## WHAT YOU HAVE TO DO:
Starting at the first line of the listing below and ending at the line with "a full snapshot", copy each line exactly.

◇ ◇ ◇ ◇ ◇ ◇ ◇

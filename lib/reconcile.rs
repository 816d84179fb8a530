use crate::atomic::explode;
use crate::chess::{Fen, ParseFenError, Position, ReplayError, Square};
use crate::lichess::{Event, Finish, GameState, GameStatus, Moves, Snapshot};
use crate::status::{Report, Status};
use crate::view::View;
use derive_more::{Display, Error};
use std::time::Duration;
use tokio::time::{sleep_until, Instant};
use tracing::{debug, instrument, warn};

/// The default interval between a capture and the commit of its outcome.
pub const SETTLE: Duration = Duration::from_millis(500);

/// The reason why an [`Event`] could not be reconciled with the board.
#[derive(Debug, Display, Clone, Eq, PartialEq, Error)]
pub enum ReconcileError {
    #[display(fmt = "the initial position is invalid")]
    InvalidSetup(ParseFenError),

    #[display(fmt = "failed to replay the game: {}", _0)]
    Desync(ReplayError),

    #[display(fmt = "failed to apply the latest move: {}", _0)]
    Rejected(ReplayError),

    #[display(fmt = "moves already played were rewritten")]
    ProtocolViolation,

    #[display(fmt = "waiting for a full snapshot of the game")]
    Frozen,
}

/// A capture whose outcome is shown once the explosion settles.
#[derive(Debug, Clone)]
struct Pending {
    square: Square,
    deadline: Instant,
    snapshot: Fen,
    report: Report,
}

/// Keeps the board in agreement with the moves confirmed by the game server.
#[derive(Debug)]
pub struct Reconciler {
    settle: Duration,
    position: Position,
    baseline: Fen,
    confirmed: Moves,
    pending: Option<Pending>,
    frozen: bool,
    status: Status,
}

impl Default for Reconciler {
    fn default() -> Self {
        Reconciler::new(SETTLE)
    }
}

impl Reconciler {
    /// Constructs a [`Reconciler`] that waits `settle` before committing captures.
    pub fn new(settle: Duration) -> Self {
        Reconciler {
            settle,
            position: Position::default(),
            baseline: Fen::default(),
            confirmed: Moves::default(),
            pending: None,
            frozen: false,
            status: Status::Idle,
        }
    }

    /// The current [`Position`], which may be ahead of the last confirmed one.
    pub fn position(&self) -> &Position {
        &self.position
    }

    /// Mutable access to the current [`Position`], for moves yet to be confirmed.
    pub fn position_mut(&mut self) -> &mut Position {
        &mut self.position
    }

    /// The snapshot of the last confirmed [`Position`].
    pub fn baseline(&self) -> &Fen {
        &self.baseline
    }

    /// The moves confirmed by the game server.
    pub fn confirmed(&self) -> &Moves {
        &self.confirmed
    }

    /// The current [`Status`].
    pub fn status(&self) -> &Status {
        &self.status
    }

    /// Whether incremental updates are ignored until the next full snapshot.
    pub fn is_frozen(&self) -> bool {
        self.frozen
    }

    /// Whether a capture is waiting to be committed.
    pub fn is_pending(&self) -> bool {
        self.pending.is_some()
    }

    /// The [`Square`] of the capture waiting to be committed, if any.
    pub fn pending_square(&self) -> Option<Square> {
        self.pending.as_ref().map(|p| p.square)
    }

    /// When the capture waiting to be committed is due, if any.
    pub fn deadline(&self) -> Option<Instant> {
        self.pending.as_ref().map(|p| p.deadline)
    }

    /// Shows a [`Status`] unless it's already shown.
    pub fn set_status<V: View + ?Sized>(&mut self, status: Status, view: &mut V) {
        if self.status != status {
            view.status(&status);
            self.status = status;
        }
    }

    /// Reconciles an [`Event`] broadcast by the game server.
    #[instrument(level = "debug", skip(self, view), err)]
    pub async fn apply<V: View + ?Sized>(
        &mut self,
        event: &Event,
        view: &mut V,
    ) -> Result<(), ReconcileError> {
        match event {
            Event::GameFull(snapshot) => self.load(snapshot, view),
            Event::GameState(state) => self.update(state, view).await,
            Event::GameFinish(finish) => {
                self.finish(finish, view).await;
                Ok(())
            }
        }
    }

    /// Waits for the capture pending, if any, and commits it.
    pub async fn settle<V: View + ?Sized>(&mut self, view: &mut V) {
        if let Some(deadline) = self.deadline() {
            sleep_until(deadline).await;
            self.commit(view);
        }
    }

    /// Commits the capture pending, if any, without waiting for it to settle.
    pub fn commit<V: View + ?Sized>(&mut self, view: &mut V) {
        if let Some(p) = self.pending.take() {
            debug!(square = %p.square, "explosion settled");
            self.baseline = p.snapshot;
            self.position = self.baseline.clone().into();
            view.redraw(&self.position);
            self.set_status(Status::Report(p.report), view);
        }
    }

    /// Drops the capture pending, if any, and returns to the last confirmed [`Position`].
    pub fn cancel(&mut self) {
        self.pending = None;
        self.position = self.baseline.clone().into();
    }

    /// Returns to the last confirmed [`Position`] and redraws it.
    pub fn rollback<V: View + ?Sized>(&mut self, view: &mut V) {
        self.position = self.baseline.clone().into();
        view.redraw(&self.position);
    }

    fn accept<V: View + ?Sized>(&mut self, pos: Position, report: Report, view: &mut V) {
        self.baseline = pos.fen();
        self.position = pos;
        view.redraw(&self.position);
        self.set_status(Status::Report(report), view);
    }

    fn replay(snapshot: &Snapshot) -> Result<Position, ReconcileError> {
        let mut pos = snapshot
            .initial_position()
            .map_err(ReconcileError::InvalidSetup)?;

        for token in &snapshot.state.moves {
            let result = pos.replay(token).map_err(ReconcileError::Desync)?;
            if result.is_capture() {
                explode(&mut pos, &result);
            }
        }

        Ok(pos)
    }

    fn load<V: View + ?Sized>(
        &mut self,
        snapshot: &Snapshot,
        view: &mut V,
    ) -> Result<(), ReconcileError> {
        self.pending = None;

        match Self::replay(snapshot) {
            Ok(pos) => {
                self.frozen = false;
                self.confirmed = snapshot.state.moves.clone();
                let state = &snapshot.state;
                let report = Report::classify(state.status, state.winner, state.moves.len());
                self.accept(pos, report, view);
                Ok(())
            }

            Err(e) => {
                warn!(error = %e, "freezing until the next full snapshot");
                self.frozen = true;
                self.rollback(view);
                self.set_status(Status::Desync(e.to_string()), view);
                Err(e)
            }
        }
    }

    async fn update<V: View + ?Sized>(
        &mut self,
        state: &GameState,
        view: &mut V,
    ) -> Result<(), ReconcileError> {
        // The status still shows the failure that froze the board.
        if self.frozen {
            return Err(ReconcileError::Frozen);
        }

        let appended = match self.confirmed.appended(&state.moves) {
            Some(appended) => appended,
            None => {
                let e = ReconcileError::ProtocolViolation;
                warn!(error = %e, "ignoring the update");
                self.set_status(Status::Desync(e.to_string()), view);
                return Err(e);
            }
        };

        let report = Report::classify(state.status, state.winner, state.moves.len());

        if appended.is_empty() {
            match &mut self.pending {
                Some(p) => p.report = report,
                None => self.set_status(Status::Report(report), view),
            }

            return Ok(());
        }

        for (i, token) in appended.iter().enumerate() {
            self.settle(view).await;

            let mut pos: Position = self.baseline.clone().into();
            let result = match pos.replay(token) {
                Ok(r) => r,
                Err(e) => {
                    let e = ReconcileError::Rejected(e);
                    warn!(error = %e, "keeping the last confirmed position");
                    self.rollback(view);
                    self.set_status(Status::Desync(e.to_string()), view);
                    return Err(e);
                }
            };

            let report = if i + 1 == appended.len() {
                report
            } else {
                let plies = self.confirmed.len() + 1;
                Report::classify(GameStatus::Started, None, plies)
            };

            if result.is_capture() {
                let square = result.whither();
                view.explode(square, self.settle);
                explode(&mut pos, &result);

                self.pending = Some(Pending {
                    square,
                    deadline: Instant::now() + self.settle,
                    snapshot: pos.fen(),
                    report,
                });

                self.position = pos;
            } else {
                self.accept(pos, report, view);
            }

            self.confirmed.push(token.clone());
        }

        Ok(())
    }

    async fn finish<V: View + ?Sized>(&mut self, finish: &Finish, view: &mut V) {
        self.settle(view).await;
        let report = Report::classify(finish.status(), finish.winner(), self.confirmed.len());
        self.set_status(Status::Report(report), view);
    }
}
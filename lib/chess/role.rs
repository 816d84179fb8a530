use derive_more::Display;
use shakmaty as sm;

/// The type of a chess [`Piece`][`crate::chess::Piece`].
#[derive(Debug, Display, Copy, Clone, Eq, PartialEq, Ord, PartialOrd, Hash)]
#[cfg_attr(test, derive(test_strategy::Arbitrary))]
pub enum Role {
    #[display(fmt = "pawn")]
    Pawn,
    #[display(fmt = "knight")]
    Knight,
    #[display(fmt = "bishop")]
    Bishop,
    #[display(fmt = "rook")]
    Rook,
    #[display(fmt = "queen")]
    Queen,
    #[display(fmt = "king")]
    King,
}

#[doc(hidden)]
impl From<sm::Role> for Role {
    fn from(r: sm::Role) -> Self {
        match r {
            sm::Role::Pawn => Role::Pawn,
            sm::Role::Knight => Role::Knight,
            sm::Role::Bishop => Role::Bishop,
            sm::Role::Rook => Role::Rook,
            sm::Role::Queen => Role::Queen,
            sm::Role::King => Role::King,
        }
    }
}

#[doc(hidden)]
impl From<Role> for sm::Role {
    fn from(r: Role) -> Self {
        match r {
            Role::Pawn => sm::Role::Pawn,
            Role::Knight => sm::Role::Knight,
            Role::Bishop => sm::Role::Bishop,
            Role::Rook => sm::Role::Rook,
            Role::Queen => sm::Role::Queen,
            Role::King => sm::Role::King,
        }
    }
}

#[cfg(test)]
mod tests {
    use super::*;
    use test_strategy::proptest;

    #[proptest]
    fn role_has_an_equivalent_shakmaty_representation(r: Role) {
        assert_eq!(Role::from(sm::Role::from(r)), r);
    }
}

◇ ◇ ◇ ◇ ◇ ◇ ◇

## WRITTEN SOLUTION:
filename lib/reconcile.rs
repository 816d84179fb8a530
use crate::atomic::explode;
use crate::chess::{Fen, ParseFenError, Position, ReplayError, Square};
use crate::lichess::{Event, Finish, GameState, GameStatus, Moves, Snapshot};
use crate::status::{Report, Status};
use crate::view::View;
use derive_more::{Display, Error};
use std::time::Duration;
use tokio::time::{sleep_until, Instant};
use tracing::{debug, instrument, warn};

/// The default interval between a capture and the commit of its outcome.
pub const SETTLE: Duration = Duration::from_millis(500);

/// The reason why an [`Event`] could not be reconciled with the board.
#[derive(Debug, Display, Clone, Eq, PartialEq, Error)]
pub enum ReconcileError {
    #[display(fmt = "the initial position is invalid")]
    InvalidSetup(ParseFenError),

    #[display(fmt = "failed to replay the game: {}", _0)]
    Desync(ReplayError),

    #[display(fmt = "failed to apply the latest move: {}", _0)]
    Rejected(ReplayError),

    #[display(fmt = "moves already played were rewritten")]
    ProtocolViolation,

    #[display(fmt = "waiting for a full snapshot of the game")]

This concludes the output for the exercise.